Even though it is one of the most commonly diagnosed types of cancer, there are a lot of misconceptions and stigmas attached to lung cancer.
Not all lung cancer is caused by smoking, for instance, and those in the lung cancer community stress the fact that anyone with lungs can get lung cancer. But medical professionals and researchers are learning new things, too, with the help of patient-led research studies that can help deliver better patient outcomes and quality of life.
“Historically a lot of research was driven by investigators,” said Dr. Ibiayi Dagogo-Jack, M.D., an oncologist and researcher at Mass General, who study tumors or cell lines derived from tumors that they then explore in the lab or clinical trials with partnerships with pharmaceutical companies.
But, Dr. Dagogo-Jack says, in the last decade or so, more and more research has been informed and spearheaded by the patients themselves.
“Patients may form these oncogene-specific groups,” explains Dr. Dagogo-Jack, referring to patients who all have a type of lung cancer caused by the same genetic marker. “They may form these groups and communities or around their shared lung cancer to inform the research questions, raise funds, help support clinical trials, and work very closely with the clinicians, and lung cancer oncologists, as well as scientists who are studying it.”
The difference in treatment
After a drug has gone through clinical trials and been approved, Dr. Dagogo-Jack says that clinicians and researchers sometimes find that the treatment doesn’t always have the same effect for the general population as it did for the patients in the study.
“What we learn with patient-led or patient-sponsored research or with patient partnerships and advocacy groups is that our patients are the ones who are experiencing the side effects of these treatments,” she says. “And so I think they’re best equipped to tell us how well a medicine is tolerated. They’re uniquely positioned to tell us what makes a study attractive for a patient to participate in and help us achieve the best balance of good science, but also serving our patients.”
Like with nearly all cancers, early detection gives patients with lung cancer the best chances of survival and quality of life. In many cases, patients aren’t eligible for a lung cancer screening unless they have a recent history of smoking, even though not all lung cancer is caused by smoking and many people who never smoked have been diagnosed with lung cancer.
Dr. Dagogo-Jack says patient-led research and advocacy groups can help make a difference here, as well.

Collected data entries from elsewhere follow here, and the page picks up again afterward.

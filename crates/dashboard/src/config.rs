//! Dashboard Configuration

use crate::rate_limit::RateLimitConfig;
use serde::{Deserialize, Serialize};
use stats_engine::ReportOptions;
use std::path::{Path, PathBuf};

/// Environment variable naming an alternative config file
pub const CONFIG_PATH_ENV: &str = "IPL_DASHBOARD_CONFIG";

/// Prefix for per-field environment overrides, e.g. `IPL_DASHBOARD__BIND_ADDR`
pub const ENV_PREFIX: &str = "IPL_DASHBOARD";

const DEFAULT_CONFIG_FILE: &str = "dashboard.toml";

/// Server configuration
#[derive(Debug, Clone, Serialize, Deserialize)]
#[serde(default)]
pub struct DashboardConfig {
    /// Listen address
    pub bind_addr: String,
    /// Match table CSV
    pub matches_path: PathBuf,
    /// Delivery table CSV
    pub deliveries_path: PathBuf,
    /// Maximum tracing level (`error`, `warn`, `info`, `debug`, `trace`)
    pub log_level: String,
    pub rate_limit: RateLimitConfig,
    /// Default limits used by the dashboard report
    pub report: ReportOptions,
}

impl Default for DashboardConfig {
    fn default() -> Self {
        Self {
            bind_addr: "0.0.0.0:8080".to_string(),
            matches_path: PathBuf::from("data/matches.csv"),
            deliveries_path: PathBuf::from("data/deliveries.csv"),
            log_level: "info".to_string(),
            rate_limit: RateLimitConfig::default(),
            report: ReportOptions::default(),
        }
    }
}

impl DashboardConfig {
    /// Load from `dashboard.toml` (or `$IPL_DASHBOARD_CONFIG`) and the environment
    ///
    /// The file is optional; any field missing everywhere keeps its default.
    pub fn load() -> Result<Self, config::ConfigError> {
        let path = std::env::var(CONFIG_PATH_ENV)
            .map(PathBuf::from)
            .unwrap_or_else(|_| PathBuf::from(DEFAULT_CONFIG_FILE));
        Self::load_from(&path)
    }

    /// Load from an explicit file path plus environment overrides
    pub fn load_from(path: &Path) -> Result<Self, config::ConfigError> {
        let settings = config::Config::builder()
            .add_source(config::File::from(path).required(false))
            .add_source(
                config::Environment::with_prefix(ENV_PREFIX)
                    .separator("__")
                    .try_parsing(true),
            )
            .build()?;

        settings.try_deserialize()
    }
}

“One of the important things that they’re doing is raising awareness that lung cancer can occur in people who have never smoked,” Dr. Dagogo-Jack says. “Now, that hasn’t translated into policy, but I think at the individual level that can empower a patient to speak up or a primary care provider to broaden their differential when a patient is presenting with symptoms that in a different context, they might have considered lung cancer.”

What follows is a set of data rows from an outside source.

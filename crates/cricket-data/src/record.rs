//! Match and Delivery Records

use serde::{Deserialize, Deserializer, Serialize};
use std::fmt;

/// Field values that load as absent in nullable columns
const NULL_MARKERS: [&str; 4] = ["NA", "NaN", "nan", "null"];

/// Season label (e.g. `2008` or `2007/08`)
#[derive(Debug, Clone, PartialEq, Eq, PartialOrd, Ord, Hash, Serialize, Deserialize)]
#[serde(transparent)]
pub struct Season(String);

impl Season {
    /// Create a season from its label
    pub fn new(label: impl Into<String>) -> Self {
        Self(label.into().trim().to_string())
    }

    /// Season label as written in the match table
    pub fn as_str(&self) -> &str {
        &self.0
    }
}

impl fmt::Display for Season {
    fn fmt(&self, f: &mut fmt::Formatter<'_>) -> fmt::Result {
        f.write_str(&self.0)
    }
}

impl From<&str> for Season {
    fn from(label: &str) -> Self {
        Self::new(label)
    }
}

/// How a batter was dismissed
#[derive(Debug, Clone, PartialEq, Eq, Hash)]
pub enum DismissalKind {
    Bowled,
    Caught,
    CaughtAndBowled,
    Lbw,
    Stumped,
    HitWicket,
    RunOut,
    RetiredHurt,
    RetiredOut,
    ObstructingTheField,
    /// Label not in the known set
    Other(String),
}

impl DismissalKind {
    /// Parse a dismissal label from the delivery table
    pub fn from_label(label: &str) -> Self {
        match label.trim().to_ascii_lowercase().as_str() {
            "bowled" => Self::Bowled,
            "caught" => Self::Caught,
            "caught and bowled" => Self::CaughtAndBowled,
            "lbw" => Self::Lbw,
            "stumped" => Self::Stumped,
            "hit wicket" => Self::HitWicket,
            "run out" => Self::RunOut,
            "retired hurt" => Self::RetiredHurt,
            "retired out" => Self::RetiredOut,
            "obstructing the field" => Self::ObstructingTheField,
            _ => Self::Other(label.trim().to_string()),
        }
    }

    /// Label as written in the delivery table
    pub fn label(&self) -> &str {
        match self {
            Self::Bowled => "bowled",
            Self::Caught => "caught",
            Self::CaughtAndBowled => "caught and bowled",
            Self::Lbw => "lbw",
            Self::Stumped => "stumped",
            Self::HitWicket => "hit wicket",
            Self::RunOut => "run out",
            Self::RetiredHurt => "retired hurt",
            Self::RetiredOut => "retired out",
            Self::ObstructingTheField => "obstructing the field",
            Self::Other(label) => label,
        }
    }

    /// Whether the wicket counts towards the bowler's tally
    ///
    /// Run outs, retirements hurt and obstruction are not the bowler's
    /// wickets. Every other kind, including unknown labels, is.
    pub fn credited_to_bowler(&self) -> bool {
        !matches!(
            self,
            Self::RunOut | Self::RetiredHurt | Self::ObstructingTheField
        )
    }
}

impl fmt::Display for DismissalKind {
    fn fmt(&self, f: &mut fmt::Formatter<'_>) -> fmt::Result {
        f.write_str(self.label())
    }
}

/// One row of the match table
#[derive(Debug, Clone, PartialEq, Deserialize)]
pub struct Match {
    /// Unique match key
    pub id: u64,
    pub season: Season,
    /// Winning team, absent for no-result matches
    #[serde(default, deserialize_with = "nullable")]
    pub winner: Option<String>,
    pub toss_winner: String,
}

impl Match {
    /// Create a match record
    pub fn new(
        id: u64,
        season: impl Into<Season>,
        winner: Option<&str>,
        toss_winner: &str,
    ) -> Self {
        Self {
            id,
            season: season.into(),
            winner: winner.map(str::to_string),
            toss_winner: toss_winner.to_string(),
        }
    }

    /// Whether the toss winner also won the match
    pub fn toss_winner_won(&self) -> bool {
        self.winner.as_deref() == Some(self.toss_winner.as_str())
    }
}

/// One row of the ball-by-ball delivery table
#[derive(Debug, Clone, PartialEq, Deserialize)]
pub struct Delivery {
    /// Key of the match this ball belongs to
    pub match_id: u64,
    /// Batter on strike
    pub batter: String,
    pub bowler: String,
    /// Runs off the bat
    pub batsman_runs: u32,
    /// Ball number within the over
    pub ball: u32,
    #[serde(default, deserialize_with = "nullable_dismissal")]
    pub dismissal_kind: Option<DismissalKind>,
    #[serde(default, deserialize_with = "nullable")]
    pub player_dismissed: Option<String>,
}

impl Delivery {
    /// Create a delivery with no wicket
    pub fn new(match_id: u64, batter: &str, bowler: &str, batsman_runs: u32) -> Self {
        Self {
            match_id,
            batter: batter.to_string(),
            bowler: bowler.to_string(),
            batsman_runs,
            ball: 1,
            dismissal_kind: None,
            player_dismissed: None,
        }
    }

    /// Mark this delivery as a wicket of the given kind, dismissing the batter
    pub fn with_dismissal(mut self, kind: DismissalKind) -> Self {
        self.player_dismissed = Some(self.batter.clone());
        self.dismissal_kind = Some(kind);
        self
    }

    /// Whether a wicket fell on this ball that the bowler is credited with
    pub fn is_bowler_wicket(&self) -> bool {
        self.dismissal_kind
            .as_ref()
            .is_some_and(DismissalKind::credited_to_bowler)
    }
}

fn nullable<'de, D>(deserializer: D) -> Result<Option<String>, D::Error>
where
    D: Deserializer<'de>,
{
    let raw: Option<String> = Option::deserialize(deserializer)?;
    Ok(raw.and_then(|value| {
        let value = value.trim();
        if value.is_empty() || NULL_MARKERS.contains(&value) {
            None
        } else {
            Some(value.to_string())
        }
    }))
}

fn nullable_dismissal<'de, D>(deserializer: D) -> Result<Option<DismissalKind>, D::Error>
where
    D: Deserializer<'de>,
{
    Ok(nullable(deserializer)?.map(|label| DismissalKind::from_label(&label)))
}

Early detection shows best outcomes
There are stark differences in outcomes for patients whose cancer is caught early versus those who didn’t catch it until a much later stage.
“For some patients with the earliest stages of lung cancer — so you have a Stage IA lung cancer or Stage I in general lung cancer — that means it’s just contained in the lung,” Dr. Dagogo-Jack explains. For these patients, whose cancer is still just a nodule or mass in the lungs, with appropriate surgery or radiation, the chances of being alive at five years without evidence of cancer can exceed 80%.
The problem is that this is not the case for most patients. “Most people who have lung cancer are not detected when it’s just contained in the lungs because they present with symptoms,” Dr. Dagogo-Jack says. When there are symptoms, that usually means the cancer has already spread. “By the time we get to a Stage IV lung cancer, that means that it’s traveled outside of the lungs and it’s metastatic.”
At that point, the chance of survival at five years is less than 5%.
“Lung cancer is a leading cause of cancer-related mortality, but it isn’t the leading contender for research dollars,” Dr. Dagogo-Jack says. “And I think that it’s because of this stigma. Increasing awareness is something that is being done by doctors too, but I think, for the most part, it’s really being led by our patients and our patient advocacy groups, getting the idea out there that anyone with lungs can get lung cancer. And I think that is in and of itself a powerful message.”
The good news is that treatments, especially targeted and localized treatments at the early stages of detection, are improving. “And so I think it’s important to note that as we are learning more about the makeup of the cancer, and as we are wedding our clinical efforts with laboratory efforts, we’re finding more selective and broader ways to treat lung cancer.”